Thursday, April 14, 2011
Southern Gothic
It's interesting to me how genres can split in countless ways over time. It wasn't fifty years ago that you bought a record, and it was classified as "this." Now, we by albums that are more likely to be classified as "this, this, this, and that, and a little of that." Some people like this, some don't. There's no such thing as "rock music" anymore. It has to be classified as alternative, experimental, art rock, grunge, heavy metal, instrumental, progressive, punk, southern rock....
We have come a long way since the time of The Beatles. Life is not so simple anymore. We are genre-less.
My favorite band changes every few years, and of course this is because of what I'm drawn to in other areas of life, and of course that has to do with where I am at the time. As a writer, I'm drawn to the rawness and honesty in the stories around me, the books I read, the friends I make in my writing classes, the burnt coffee, the hidden family secrets, the struggles of my neighbors. The things I am drawn to in my personal life and the situations I find myself in when I study for my degree strangely seem to coincide with each other.

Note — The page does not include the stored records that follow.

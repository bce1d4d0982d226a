//! Folds a refresh's budget classes into totals, per-class target standing
//! and a savings split.

use crate::schema::{BudgetClass, ClassType, SavingsCategory};
use crate::utils::format_currency;
use log::debug;
use serde::{Deserialize, Serialize};
use std::collections::BTreeMap;

#[derive(Debug, Clone, Copy, PartialEq, Eq, Serialize, Deserialize)]
pub enum NetStatus {
    Surplus,
    Deficit,
    BrokenEven,
}

impl NetStatus {
    pub fn from_net(net: f64) -> Self {
        if net > 0.0 {
            Self::Surplus
        } else if net < 0.0 {
            Self::Deficit
        } else {
            Self::BrokenEven
        }
    }

    pub fn label(&self) -> &'static str {
        match self {
            Self::Surplus => "Extra cash: ",
            Self::Deficit => "In-the-hole: ",
            Self::BrokenEven => "Broken even!",
        }
    }
}

#[derive(Debug, Clone, Copy, PartialEq, Eq, Serialize, Deserialize)]
pub enum TargetPosition {
    Under,
    Exact,
    Over,
}

/// Whether a class's standing against its target is good news. Under target
/// is good for an expense and bad for income.
#[derive(Debug, Clone, Copy, PartialEq, Eq, Serialize, Deserialize)]
pub enum Outlook {
    Favorable,
    Neutral,
    Unfavorable,
}

#[derive(Debug, Clone, Copy, PartialEq, Serialize, Deserialize)]
pub struct TargetStatus {
    pub effective: f64,
    /// `sum - effective`; negative means under target
    pub delta: f64,
    pub position: TargetPosition,
    pub outlook: Outlook,
}

impl TargetStatus {
    pub fn evaluate(class: &BudgetClass, sum: f64, total_income: f64) -> Option<Self> {
        let effective = class.target_value(total_income)?;
        let delta = sum - effective;
        let position = if delta < 0.0 {
            TargetPosition::Under
        } else if delta > 0.0 {
            TargetPosition::Over
        } else {
            TargetPosition::Exact
        };
        let outlook = match (&class.class_type, position) {
            (_, TargetPosition::Exact) | (ClassType::Other(_), _) => Outlook::Neutral,
            (ClassType::Expense, TargetPosition::Under) | (ClassType::Income, TargetPosition::Over) => {
                Outlook::Favorable
            }
            _ => Outlook::Unfavorable,
        };

        Some(Self {
            effective,
            delta,
            position,
            outlook,
        })
    }

    pub fn message(&self) -> String {
        match self.position {
            TargetPosition::Exact => "This class is exactly on target.".to_string(),
            TargetPosition::Under => format!(
                "This class is under the target by {}.",
                format_currency(self.delta.abs())
            ),
            TargetPosition::Over => format!(
                "This class is over the target by {}.",
                format_currency(self.delta.abs())
            ),
        }
    }
}

#[derive(Debug, Clone, PartialEq, Serialize, Deserialize)]
pub struct ClassSummary {
    pub sum: f64,
    pub target: Option<TargetStatus>,
}

impl ClassSummary {
    /// Right-hand text of the class's disclosure button: `$sum` or `$sum / $target`.
    pub fn indicator_text(&self) -> String {
        match &self.target {
            Some(target) => format!(
                "{} / {}",
                format_currency(self.sum),
                format_currency(target.effective)
            ),
            None => format_currency(self.sum),
        }
    }
}

#[derive(Debug, Clone, PartialEq, Serialize, Deserialize)]
pub struct BudgetSummary {
    pub total_expense: f64,
    pub total_income: f64,
    pub net: f64,
    pub net_status: NetStatus,
    /// Earliest upcoming reset boundary, if the backend returned any
    pub next_reset_date: Option<i64>,
}

#[derive(Debug, Clone, PartialEq, Serialize, Deserialize)]
pub struct SavingsAllocation {
    pub category: String,
    pub percent: f64,
    pub amount: f64,
}

#[derive(Debug, Clone, PartialEq, Serialize, Deserialize)]
pub struct SavingsPlan {
    pub surplus: f64,
    pub allocations: Vec<SavingsAllocation>,
}

impl SavingsPlan {
    /// Percentages are applied independently; they need not sum to one.
    pub fn allocate(surplus: f64, categories: &[SavingsCategory]) -> Self {
        let allocations = categories
            .iter()
            .map(|c| SavingsAllocation {
                category: c.category.clone(),
                percent: c.percent,
                amount: if surplus > 0.0 { c.percent * surplus } else { 0.0 },
            })
            .collect();

        Self {
            surplus,
            allocations,
        }
    }

    pub fn has_surplus(&self) -> bool {
        self.surplus > 0.0
    }

    pub fn total_saved(&self) -> f64 {
        self.allocations.iter().map(|a| a.amount).sum()
    }
}

#[derive(Debug, Clone, PartialEq, Serialize, Deserialize)]
pub struct Aggregation {
    pub summary: BudgetSummary,
    pub per_class: BTreeMap<String, ClassSummary>,
    pub savings: SavingsPlan,
}

pub struct Aggregator<'a> {
    classes: &'a [BudgetClass],
    total_income: f64,
    total_expense: f64,
}

impl<'a> Aggregator<'a> {
    /// Totals are computed here, before any target can be resolved.
    pub fn new(classes: &'a [BudgetClass]) -> Self {
        let total_income: f64 = classes
            .iter()
            .filter(|c| c.is_income())
            .map(BudgetClass::sum)
            .sum();
        let total_expense: f64 = classes
            .iter()
            .filter(|c| c.is_expense())
            .map(BudgetClass::sum)
            .sum();

        Self {
            classes,
            total_income,
            total_expense,
        }
    }

    pub fn total_income(&self) -> f64 {
        self.total_income
    }

    pub fn total_expense(&self) -> f64 {
        self.total_expense
    }

    pub fn net(&self) -> f64 {
        self.total_income - self.total_expense
    }

    pub fn summary(&self, reset_dates: &[i64]) -> BudgetSummary {
        let net = self.net();
        BudgetSummary {
            total_expense: self.total_expense,
            total_income: self.total_income,
            net,
            net_status: NetStatus::from_net(net),
            next_reset_date: reset_dates.first().copied(),
        }
    }

    pub fn class_summary(&self, class: &BudgetClass) -> ClassSummary {
        let sum = class.sum();
        ClassSummary {
            sum,
            target: TargetStatus::evaluate(class, sum, self.total_income),
        }
    }

    pub fn per_class(&self) -> BTreeMap<String, ClassSummary> {
        let mut per_class = BTreeMap::new();
        for class in self.classes {
            if !class.class_type.is_recognized() {
                debug!(
                    "Class {} has type '{}' and is excluded from totals",
                    class.id, class.class_type
                );
            }
            per_class.insert(class.id.clone(), self.class_summary(class));
        }
        per_class
    }

    pub fn savings(&self, categories: &[SavingsCategory]) -> SavingsPlan {
        SavingsPlan::allocate(self.net(), categories)
    }

    /// `reset_dates` must be sorted ascending.
    pub fn aggregate(&self, reset_dates: &[i64], categories: &[SavingsCategory]) -> Aggregation {
        Aggregation {
            summary: self.summary(reset_dates),
            per_class: self.per_class(),
            savings: self.savings(categories),
        }
    }
}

I've been a Joy Williams fan since I was 12 years old. The first CD I bought with my own money was her debut. I was sad when she disappeared for a couple years after she released her third album. Then in fall 2007, I ran across an article online that stated she had created another Myspace profile in addition to the one she maintained for personal and what little musical activity she had been sharing at the time. This one would be for her songwriting activities. So for several months, I visited these two sites to see what she had been producing. She released a few EP's, wrote for some pop artists here and there, did a handful of shows, then in early 2009, she announced that she was teaming up with some guy I'd never heard of. Two years later, almost every show of theirs is sold out. Can you put them into one category? No. The best one can do is: folk, Americana, singer/songwriter, country? We are all being influenced by so many, and so the art we produce in these times will exude traces of the many, and there rarely exists these days a musician or a singer who falls strictly into one style of music. And these beautiful artists don't care where they're put. They just want to play. And they're always sold out.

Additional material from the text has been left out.